Task to carry out
The output must reproduce each line of the data word for word.

(Data excerpts)

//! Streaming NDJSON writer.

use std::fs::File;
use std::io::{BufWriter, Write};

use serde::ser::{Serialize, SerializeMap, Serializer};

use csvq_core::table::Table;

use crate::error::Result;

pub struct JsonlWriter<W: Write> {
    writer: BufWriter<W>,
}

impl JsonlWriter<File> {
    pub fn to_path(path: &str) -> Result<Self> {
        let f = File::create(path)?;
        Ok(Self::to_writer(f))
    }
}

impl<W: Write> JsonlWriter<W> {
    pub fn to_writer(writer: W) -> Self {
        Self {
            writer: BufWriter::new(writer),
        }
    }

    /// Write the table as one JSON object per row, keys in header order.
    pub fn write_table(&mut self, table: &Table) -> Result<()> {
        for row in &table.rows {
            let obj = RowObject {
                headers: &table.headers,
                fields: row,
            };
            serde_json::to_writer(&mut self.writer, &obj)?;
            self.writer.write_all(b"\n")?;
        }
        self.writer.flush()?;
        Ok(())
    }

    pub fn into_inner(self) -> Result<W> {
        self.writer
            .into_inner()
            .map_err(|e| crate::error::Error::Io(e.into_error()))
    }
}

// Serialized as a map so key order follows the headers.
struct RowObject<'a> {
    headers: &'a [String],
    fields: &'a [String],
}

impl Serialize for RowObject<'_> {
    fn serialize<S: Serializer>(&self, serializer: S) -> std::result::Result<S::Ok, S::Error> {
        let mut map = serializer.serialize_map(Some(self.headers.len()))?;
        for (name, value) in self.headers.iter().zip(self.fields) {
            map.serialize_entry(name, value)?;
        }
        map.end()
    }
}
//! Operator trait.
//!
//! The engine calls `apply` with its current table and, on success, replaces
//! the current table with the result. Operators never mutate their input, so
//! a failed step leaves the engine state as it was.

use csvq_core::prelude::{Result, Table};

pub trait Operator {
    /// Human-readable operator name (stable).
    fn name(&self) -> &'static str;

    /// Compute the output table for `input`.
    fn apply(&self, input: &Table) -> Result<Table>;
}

(End Data excerpts)

Solution to this task
//! Streaming NDJSON writer.

use std::fs::File;
use std::io::{BufWriter, Write};

use serde::ser::{Serialize, SerializeMap, Serializer};

use csvq_core::table::Table;

use crate::error::Result;

pub struct JsonlWriter<W: Write> {
    writer: BufWriter<W>,
}

impl JsonlWriter<File> {
    pub fn to_path(path: &str) -> Result<Self> {
        let f = File::create(path)?;
        Ok(Self::to_writer(f))
    }
}

impl<W: Write> JsonlWriter<W> {
    pub fn to_writer(writer: W) -> Self {
        Self {
            writer: BufWriter::new(writer),
        }
    }

    /// Write the table as one JSON object per row, keys in header order.
    pub fn write_table(&mut self, table: &Table) -> Result<()> {
        for row in &table.rows {
            let obj = RowObject {
                headers: &table.headers,
                fields: row,
            };
            serde_json::to_writer(&mut self.writer, &obj)?;
            self.writer.write_all(b"\n")?;
        }
        self.writer.flush()?;
        Ok(())
    }

    pub fn into_inner(self) -> Result<W> {
        self.writer
            .into_inner()
            .map_err(|e| crate::error::Error::Io(e.into_error()))
    }
}

// Serialized as a map so key order follows the headers.
struct RowObject<'a> {
    headers: &'a [String],
    fields: &'a [String],
}

impl Serialize for RowObject<'_> {
    fn serialize<S: Serializer>(&self, serializer: S) -> std::result::Result<S::Ok, S::Error> {
        let mut map = serializer.serialize_map(Some(self.headers.len()))?;
        for (name, value) in self.headers.iter().zip(self.fields) {
            map.serialize_entry(name, value)?;
        }
        map.end()
    }
}
//! Operator trait.
//!
//! The engine calls `apply` with its current table and, on success, replaces
//! the current table with the result. Operators never mutate their input, so
//! a failed step leaves the engine state as it was.

use csvq_core::prelude::{Result, Table};

pub trait Operator {
    /// Human-readable operator name (stable).
    fn name(&self) -> &'static str;

    /// Compute the output table for `input`.
    fn apply(&self, input: &Table) -> Result<Table>;
}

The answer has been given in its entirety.